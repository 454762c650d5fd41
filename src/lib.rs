pub mod cli;
pub mod config;
pub mod description;
pub mod diagnostics;
pub mod error;
pub mod ir;
pub mod layout;
pub mod measure;
pub mod status;

use wasm_bindgen::prelude::*;

use description::Description;
use error::SwimflowError;
use layout::{Layout, LayoutEngine};

/// Lay out a process description with the default configuration and any
/// overrides from its `layout` block.
pub fn layout_process(desc: &Description) -> Layout {
    LayoutEngine::default().layout_description(desc)
}

/// Parse a JSON description and return the layout as JSON.
pub fn layout_json(source: &str, pretty: bool) -> Result<String, SwimflowError> {
    let desc = Description::from_json(source)?;
    let layout = layout_process(&desc);
    let json = if pretty {
        serde_json::to_string_pretty(&layout)?
    } else {
        serde_json::to_string(&layout)?
    };
    Ok(json)
}

/// Initialize panic hook for better error messages in WASM
#[wasm_bindgen(start)]
pub fn init() {
    #[cfg(target_arch = "wasm32")]
    console_error_panic_hook::set_once();
}

/// Lay out a JSON process description, returning the layout as JSON
#[wasm_bindgen(js_name = "layoutProcess")]
pub fn layout_process_json(source: &str) -> Result<String, String> {
    layout_json(source, false).map_err(|e| e.to_string())
}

> **Task brief**: The records above must be transcribed without a single omission.

> **Written answer**:
repository 454762c650d5fd41
filename src/lib.rs
pub mod cli;
pub mod config;
pub mod description;
pub mod diagnostics;
pub mod error;
pub mod ir;
pub mod layout;
pub mod measure;
pub mod status;

use wasm_bindgen::prelude::*;

use description::Description;
use error::SwimflowError;
use layout::{Layout, LayoutEngine};

/// Lay out a process description with the default configuration and any
/// overrides from its `layout` block.
pub fn layout_process(desc: &Description) -> Layout {
    LayoutEngine::default().layout_description(desc)
}

/// Parse a JSON description and return the layout as JSON.
pub fn layout_json(source: &str, pretty: bool) -> Result<String, SwimflowError> {
    let desc = Description::from_json(source)?;
    let layout = layout_process(&desc);
    let json = if pretty {
        serde_json::to_string_pretty(&layout)?
    } else {
        serde_json::to_string(&layout)?
    };
    Ok(json)
}

/// Initialize panic hook for better error messages in WASM
#[wasm_bindgen(start)]
pub fn init() {
    #[cfg(target_arch = "wasm32")]
    console_error_panic_hook::set_once();
}

/// Lay out a JSON process description, returning the layout as JSON
#[wasm_bindgen(js_name = "layoutProcess")]
pub fn layout_process_json(source: &str) -> Result<String, String> {
    layout_json(source, false).map_err(|e| e.to_string())
}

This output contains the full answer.